- _Work request_
Set down, character for character, everything in the records below from the line holding "data, pos: 0" down to the line holding "fn take_array<const N: usize>(&mut", and no other line.

- _Data extracts_
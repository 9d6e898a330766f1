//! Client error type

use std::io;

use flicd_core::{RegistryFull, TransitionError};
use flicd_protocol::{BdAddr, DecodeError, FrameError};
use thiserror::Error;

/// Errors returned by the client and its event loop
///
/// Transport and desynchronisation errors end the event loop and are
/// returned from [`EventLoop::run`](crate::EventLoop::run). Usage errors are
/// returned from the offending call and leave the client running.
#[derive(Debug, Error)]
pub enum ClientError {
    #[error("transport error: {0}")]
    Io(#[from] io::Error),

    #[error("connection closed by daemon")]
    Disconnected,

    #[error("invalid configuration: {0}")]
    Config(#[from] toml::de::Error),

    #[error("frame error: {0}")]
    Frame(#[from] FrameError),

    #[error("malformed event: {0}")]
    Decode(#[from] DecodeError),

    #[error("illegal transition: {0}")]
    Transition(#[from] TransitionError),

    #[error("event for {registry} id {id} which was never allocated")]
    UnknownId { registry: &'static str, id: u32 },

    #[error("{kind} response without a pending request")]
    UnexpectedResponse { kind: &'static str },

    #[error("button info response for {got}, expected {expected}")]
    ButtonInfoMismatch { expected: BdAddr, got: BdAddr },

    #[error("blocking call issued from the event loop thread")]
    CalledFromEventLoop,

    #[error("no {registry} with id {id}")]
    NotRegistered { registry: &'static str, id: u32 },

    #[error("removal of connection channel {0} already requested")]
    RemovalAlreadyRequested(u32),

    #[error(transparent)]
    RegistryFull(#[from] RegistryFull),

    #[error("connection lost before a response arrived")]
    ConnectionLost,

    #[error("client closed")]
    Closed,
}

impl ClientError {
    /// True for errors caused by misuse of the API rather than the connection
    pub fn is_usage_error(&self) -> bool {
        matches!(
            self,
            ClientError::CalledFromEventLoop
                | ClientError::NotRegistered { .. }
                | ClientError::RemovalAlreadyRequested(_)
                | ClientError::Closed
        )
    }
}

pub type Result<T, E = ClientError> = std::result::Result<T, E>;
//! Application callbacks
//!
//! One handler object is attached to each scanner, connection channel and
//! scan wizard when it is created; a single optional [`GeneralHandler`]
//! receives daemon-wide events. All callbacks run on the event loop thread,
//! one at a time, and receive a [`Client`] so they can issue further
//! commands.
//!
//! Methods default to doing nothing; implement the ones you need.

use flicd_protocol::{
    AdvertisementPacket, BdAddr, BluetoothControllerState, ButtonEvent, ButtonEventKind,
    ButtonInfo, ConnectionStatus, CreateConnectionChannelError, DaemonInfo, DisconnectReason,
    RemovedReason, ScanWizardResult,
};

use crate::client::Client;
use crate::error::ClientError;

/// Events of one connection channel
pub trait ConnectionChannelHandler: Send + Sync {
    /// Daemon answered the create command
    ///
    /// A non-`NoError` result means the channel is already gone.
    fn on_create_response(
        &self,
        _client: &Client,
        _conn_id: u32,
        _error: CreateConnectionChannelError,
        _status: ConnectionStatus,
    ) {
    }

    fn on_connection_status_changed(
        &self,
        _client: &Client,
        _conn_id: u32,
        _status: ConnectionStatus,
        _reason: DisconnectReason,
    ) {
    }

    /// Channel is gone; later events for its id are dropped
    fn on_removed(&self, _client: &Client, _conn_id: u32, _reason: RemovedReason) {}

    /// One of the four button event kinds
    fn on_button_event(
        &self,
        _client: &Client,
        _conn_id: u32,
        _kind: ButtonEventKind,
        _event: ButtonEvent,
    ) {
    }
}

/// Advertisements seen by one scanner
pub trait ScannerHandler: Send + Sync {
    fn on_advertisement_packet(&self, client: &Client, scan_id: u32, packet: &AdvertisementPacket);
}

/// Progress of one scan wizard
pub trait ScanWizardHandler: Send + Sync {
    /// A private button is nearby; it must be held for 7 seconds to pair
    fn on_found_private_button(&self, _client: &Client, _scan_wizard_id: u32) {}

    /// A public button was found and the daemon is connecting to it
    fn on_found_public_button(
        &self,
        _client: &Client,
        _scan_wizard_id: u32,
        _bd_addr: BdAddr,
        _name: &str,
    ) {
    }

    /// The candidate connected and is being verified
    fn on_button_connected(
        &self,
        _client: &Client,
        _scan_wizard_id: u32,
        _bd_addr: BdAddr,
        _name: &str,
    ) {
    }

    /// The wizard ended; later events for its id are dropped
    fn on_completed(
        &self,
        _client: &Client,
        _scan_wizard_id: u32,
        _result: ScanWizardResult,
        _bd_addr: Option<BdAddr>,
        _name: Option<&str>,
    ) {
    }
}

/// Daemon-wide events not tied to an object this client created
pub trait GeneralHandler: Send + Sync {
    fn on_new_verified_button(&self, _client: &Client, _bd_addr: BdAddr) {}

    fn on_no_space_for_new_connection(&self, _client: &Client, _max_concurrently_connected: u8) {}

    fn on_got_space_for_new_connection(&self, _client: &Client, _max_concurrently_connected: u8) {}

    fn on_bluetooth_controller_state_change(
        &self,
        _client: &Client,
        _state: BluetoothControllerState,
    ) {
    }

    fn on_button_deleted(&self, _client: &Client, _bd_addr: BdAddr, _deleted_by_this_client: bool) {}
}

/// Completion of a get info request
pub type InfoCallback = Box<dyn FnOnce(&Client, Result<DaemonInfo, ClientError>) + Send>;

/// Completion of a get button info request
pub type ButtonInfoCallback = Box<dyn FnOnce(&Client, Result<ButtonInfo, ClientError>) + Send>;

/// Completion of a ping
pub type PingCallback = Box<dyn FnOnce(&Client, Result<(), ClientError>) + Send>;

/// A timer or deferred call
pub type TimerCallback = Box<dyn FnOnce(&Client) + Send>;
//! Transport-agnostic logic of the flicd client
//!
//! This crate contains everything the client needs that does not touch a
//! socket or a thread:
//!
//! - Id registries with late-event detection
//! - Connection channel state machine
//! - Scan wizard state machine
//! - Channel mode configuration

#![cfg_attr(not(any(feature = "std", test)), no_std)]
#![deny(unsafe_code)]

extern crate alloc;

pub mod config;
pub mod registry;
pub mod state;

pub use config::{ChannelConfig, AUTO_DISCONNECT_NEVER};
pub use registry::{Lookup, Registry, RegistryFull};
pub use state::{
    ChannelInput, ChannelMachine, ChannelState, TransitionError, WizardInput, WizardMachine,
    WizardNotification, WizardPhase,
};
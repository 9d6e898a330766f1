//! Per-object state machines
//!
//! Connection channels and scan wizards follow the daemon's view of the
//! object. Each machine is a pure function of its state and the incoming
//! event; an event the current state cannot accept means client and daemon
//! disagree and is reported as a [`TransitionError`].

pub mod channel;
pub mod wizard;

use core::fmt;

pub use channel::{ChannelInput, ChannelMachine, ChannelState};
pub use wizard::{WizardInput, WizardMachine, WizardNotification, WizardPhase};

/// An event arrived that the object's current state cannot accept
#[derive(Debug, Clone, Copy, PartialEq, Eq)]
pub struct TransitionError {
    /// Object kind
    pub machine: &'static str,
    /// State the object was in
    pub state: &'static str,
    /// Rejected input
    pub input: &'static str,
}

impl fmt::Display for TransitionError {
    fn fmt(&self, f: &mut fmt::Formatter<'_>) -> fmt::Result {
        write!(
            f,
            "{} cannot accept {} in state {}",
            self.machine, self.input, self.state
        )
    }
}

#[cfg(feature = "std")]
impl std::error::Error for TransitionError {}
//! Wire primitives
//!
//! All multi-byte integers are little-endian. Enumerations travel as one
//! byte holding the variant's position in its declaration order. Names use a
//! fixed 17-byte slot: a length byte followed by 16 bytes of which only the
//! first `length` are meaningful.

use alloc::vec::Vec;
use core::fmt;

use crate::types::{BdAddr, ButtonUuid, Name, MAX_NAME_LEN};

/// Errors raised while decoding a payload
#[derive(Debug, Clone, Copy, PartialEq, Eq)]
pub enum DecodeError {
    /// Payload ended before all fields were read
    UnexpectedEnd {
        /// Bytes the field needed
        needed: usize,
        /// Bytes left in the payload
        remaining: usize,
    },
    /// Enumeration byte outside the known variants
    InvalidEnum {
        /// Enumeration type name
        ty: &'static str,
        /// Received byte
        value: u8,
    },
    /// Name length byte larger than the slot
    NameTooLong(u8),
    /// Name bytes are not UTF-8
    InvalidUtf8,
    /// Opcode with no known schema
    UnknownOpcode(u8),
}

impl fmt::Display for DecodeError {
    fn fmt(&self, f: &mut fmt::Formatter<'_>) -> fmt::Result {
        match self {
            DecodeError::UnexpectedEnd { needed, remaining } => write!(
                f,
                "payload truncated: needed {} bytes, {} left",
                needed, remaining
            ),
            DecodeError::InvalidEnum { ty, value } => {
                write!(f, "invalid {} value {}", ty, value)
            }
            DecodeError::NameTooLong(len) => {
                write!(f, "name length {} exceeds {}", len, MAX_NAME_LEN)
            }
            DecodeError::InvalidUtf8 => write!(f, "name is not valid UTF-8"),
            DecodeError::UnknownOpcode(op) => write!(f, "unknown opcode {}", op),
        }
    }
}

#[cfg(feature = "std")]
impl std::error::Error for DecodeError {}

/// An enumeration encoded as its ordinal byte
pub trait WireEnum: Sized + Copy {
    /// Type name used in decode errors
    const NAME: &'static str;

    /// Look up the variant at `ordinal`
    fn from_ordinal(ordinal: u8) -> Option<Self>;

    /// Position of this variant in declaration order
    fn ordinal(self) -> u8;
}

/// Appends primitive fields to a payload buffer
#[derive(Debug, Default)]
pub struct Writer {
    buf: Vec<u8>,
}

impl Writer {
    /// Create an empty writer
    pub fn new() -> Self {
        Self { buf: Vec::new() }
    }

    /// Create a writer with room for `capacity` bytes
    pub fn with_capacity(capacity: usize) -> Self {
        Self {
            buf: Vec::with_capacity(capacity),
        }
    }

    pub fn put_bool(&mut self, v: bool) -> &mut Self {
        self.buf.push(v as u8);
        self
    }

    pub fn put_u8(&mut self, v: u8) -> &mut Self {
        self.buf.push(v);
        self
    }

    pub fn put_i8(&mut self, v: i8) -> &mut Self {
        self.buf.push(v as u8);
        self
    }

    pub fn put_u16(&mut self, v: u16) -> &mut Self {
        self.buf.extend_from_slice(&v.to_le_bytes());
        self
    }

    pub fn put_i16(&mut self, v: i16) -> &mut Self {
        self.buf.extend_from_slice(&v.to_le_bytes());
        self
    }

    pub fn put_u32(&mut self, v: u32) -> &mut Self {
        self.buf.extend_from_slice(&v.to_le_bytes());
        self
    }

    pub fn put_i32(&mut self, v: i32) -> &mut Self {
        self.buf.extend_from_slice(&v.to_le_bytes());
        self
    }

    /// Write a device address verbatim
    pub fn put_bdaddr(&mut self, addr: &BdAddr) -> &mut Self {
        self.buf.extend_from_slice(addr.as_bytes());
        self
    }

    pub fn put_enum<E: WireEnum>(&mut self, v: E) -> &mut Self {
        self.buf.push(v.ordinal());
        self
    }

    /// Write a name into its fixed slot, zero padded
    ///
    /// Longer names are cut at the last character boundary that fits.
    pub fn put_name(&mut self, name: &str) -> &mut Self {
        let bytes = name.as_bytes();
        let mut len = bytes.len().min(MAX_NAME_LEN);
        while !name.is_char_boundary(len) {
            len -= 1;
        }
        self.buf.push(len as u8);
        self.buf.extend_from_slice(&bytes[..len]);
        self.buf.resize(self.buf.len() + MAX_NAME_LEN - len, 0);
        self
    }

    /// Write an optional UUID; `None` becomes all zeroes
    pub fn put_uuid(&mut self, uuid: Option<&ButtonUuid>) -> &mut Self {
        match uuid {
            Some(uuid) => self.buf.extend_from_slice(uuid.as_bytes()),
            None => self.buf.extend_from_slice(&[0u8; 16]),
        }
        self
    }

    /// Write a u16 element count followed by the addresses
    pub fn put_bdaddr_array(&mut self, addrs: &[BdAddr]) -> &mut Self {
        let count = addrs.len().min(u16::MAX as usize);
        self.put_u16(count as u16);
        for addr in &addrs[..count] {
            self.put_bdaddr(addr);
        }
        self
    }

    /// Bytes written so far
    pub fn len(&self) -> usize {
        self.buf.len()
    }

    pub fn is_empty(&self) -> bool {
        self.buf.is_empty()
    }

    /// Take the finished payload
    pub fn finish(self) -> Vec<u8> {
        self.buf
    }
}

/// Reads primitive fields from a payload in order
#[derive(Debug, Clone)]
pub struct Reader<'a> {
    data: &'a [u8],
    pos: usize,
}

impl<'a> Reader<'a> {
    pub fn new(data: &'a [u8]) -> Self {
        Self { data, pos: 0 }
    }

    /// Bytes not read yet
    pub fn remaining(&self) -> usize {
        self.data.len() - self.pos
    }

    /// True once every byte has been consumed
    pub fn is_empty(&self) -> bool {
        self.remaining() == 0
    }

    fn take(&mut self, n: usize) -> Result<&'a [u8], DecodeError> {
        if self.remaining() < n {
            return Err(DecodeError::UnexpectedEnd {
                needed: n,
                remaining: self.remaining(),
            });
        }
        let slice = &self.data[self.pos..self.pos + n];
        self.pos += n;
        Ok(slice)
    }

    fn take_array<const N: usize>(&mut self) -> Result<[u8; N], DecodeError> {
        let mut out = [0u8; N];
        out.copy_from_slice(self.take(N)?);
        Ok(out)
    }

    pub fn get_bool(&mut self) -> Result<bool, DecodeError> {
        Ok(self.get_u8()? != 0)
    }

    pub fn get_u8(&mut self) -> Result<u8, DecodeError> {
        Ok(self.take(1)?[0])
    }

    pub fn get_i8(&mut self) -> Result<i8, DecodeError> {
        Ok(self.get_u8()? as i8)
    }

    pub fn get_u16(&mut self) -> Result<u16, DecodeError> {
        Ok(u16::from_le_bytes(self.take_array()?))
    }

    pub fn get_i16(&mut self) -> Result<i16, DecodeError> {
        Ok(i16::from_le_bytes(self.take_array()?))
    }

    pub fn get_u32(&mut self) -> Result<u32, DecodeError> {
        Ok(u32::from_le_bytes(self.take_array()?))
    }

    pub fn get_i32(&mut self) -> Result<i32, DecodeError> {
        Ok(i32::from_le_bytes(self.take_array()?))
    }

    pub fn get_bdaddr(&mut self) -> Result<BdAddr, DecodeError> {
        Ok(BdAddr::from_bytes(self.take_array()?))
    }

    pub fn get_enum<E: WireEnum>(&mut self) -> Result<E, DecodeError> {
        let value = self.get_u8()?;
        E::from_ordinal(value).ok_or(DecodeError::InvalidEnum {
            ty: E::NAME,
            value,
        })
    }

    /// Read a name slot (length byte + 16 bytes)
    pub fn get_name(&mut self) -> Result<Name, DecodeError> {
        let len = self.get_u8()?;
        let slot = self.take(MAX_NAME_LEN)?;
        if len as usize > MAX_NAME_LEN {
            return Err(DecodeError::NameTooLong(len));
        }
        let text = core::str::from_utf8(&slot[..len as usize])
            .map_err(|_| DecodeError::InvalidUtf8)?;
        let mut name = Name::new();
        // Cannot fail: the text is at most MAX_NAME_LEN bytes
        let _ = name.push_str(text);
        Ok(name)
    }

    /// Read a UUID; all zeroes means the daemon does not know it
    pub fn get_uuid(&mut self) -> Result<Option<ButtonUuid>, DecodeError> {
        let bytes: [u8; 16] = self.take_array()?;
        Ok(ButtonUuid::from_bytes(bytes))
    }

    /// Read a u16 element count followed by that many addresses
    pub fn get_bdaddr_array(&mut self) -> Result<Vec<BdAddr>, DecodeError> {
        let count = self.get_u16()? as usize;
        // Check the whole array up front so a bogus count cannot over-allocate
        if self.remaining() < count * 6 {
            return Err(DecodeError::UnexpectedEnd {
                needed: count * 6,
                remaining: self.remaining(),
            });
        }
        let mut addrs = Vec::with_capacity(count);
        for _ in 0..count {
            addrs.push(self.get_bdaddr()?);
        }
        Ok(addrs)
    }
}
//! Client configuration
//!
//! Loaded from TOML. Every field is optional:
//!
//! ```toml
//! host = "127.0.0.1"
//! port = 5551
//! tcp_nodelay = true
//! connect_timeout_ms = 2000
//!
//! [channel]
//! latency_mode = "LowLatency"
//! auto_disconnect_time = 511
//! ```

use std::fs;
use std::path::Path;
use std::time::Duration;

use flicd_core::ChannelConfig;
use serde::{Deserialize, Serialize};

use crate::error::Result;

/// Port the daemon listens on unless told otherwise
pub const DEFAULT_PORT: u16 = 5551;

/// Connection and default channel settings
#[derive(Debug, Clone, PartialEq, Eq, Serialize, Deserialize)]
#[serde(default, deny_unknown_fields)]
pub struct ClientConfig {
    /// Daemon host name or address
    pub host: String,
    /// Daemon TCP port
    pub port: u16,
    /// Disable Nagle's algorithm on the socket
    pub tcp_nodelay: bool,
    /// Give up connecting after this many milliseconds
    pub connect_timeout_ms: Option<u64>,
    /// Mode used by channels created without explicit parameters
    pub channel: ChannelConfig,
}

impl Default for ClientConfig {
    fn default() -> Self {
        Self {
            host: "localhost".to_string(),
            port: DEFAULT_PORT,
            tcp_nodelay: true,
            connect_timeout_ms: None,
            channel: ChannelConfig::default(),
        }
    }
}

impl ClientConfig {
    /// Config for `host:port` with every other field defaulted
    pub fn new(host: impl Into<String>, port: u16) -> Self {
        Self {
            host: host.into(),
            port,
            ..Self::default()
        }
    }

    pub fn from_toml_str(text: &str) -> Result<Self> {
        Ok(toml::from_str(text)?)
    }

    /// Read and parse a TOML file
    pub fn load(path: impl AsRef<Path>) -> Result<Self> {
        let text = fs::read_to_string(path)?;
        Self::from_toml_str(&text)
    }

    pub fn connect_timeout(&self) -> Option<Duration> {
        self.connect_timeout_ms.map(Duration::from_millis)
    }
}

- _Result of the task_
        Self { data, pos: 0 }
    }

    /// Bytes not read yet
    pub fn remaining(&self) -> usize {
        self.data.len() - self.pos
    }

    /// True once every byte has been consumed
    pub fn is_empty(&self) -> bool {
        self.remaining() == 0
    }

    fn take(&mut self, n: usize) -> Result<&'a [u8], DecodeError> {
        if self.remaining() < n {
            return Err(DecodeError::UnexpectedEnd {
                needed: n,
                remaining: self.remaining(),
            });
        }
        let slice = &self.data[self.pos..self.pos + n];
        self.pos += n;
        Ok(slice)
    }

    fn take_array<const N: usize>(&mut self) -> Result<[u8; N], DecodeError> {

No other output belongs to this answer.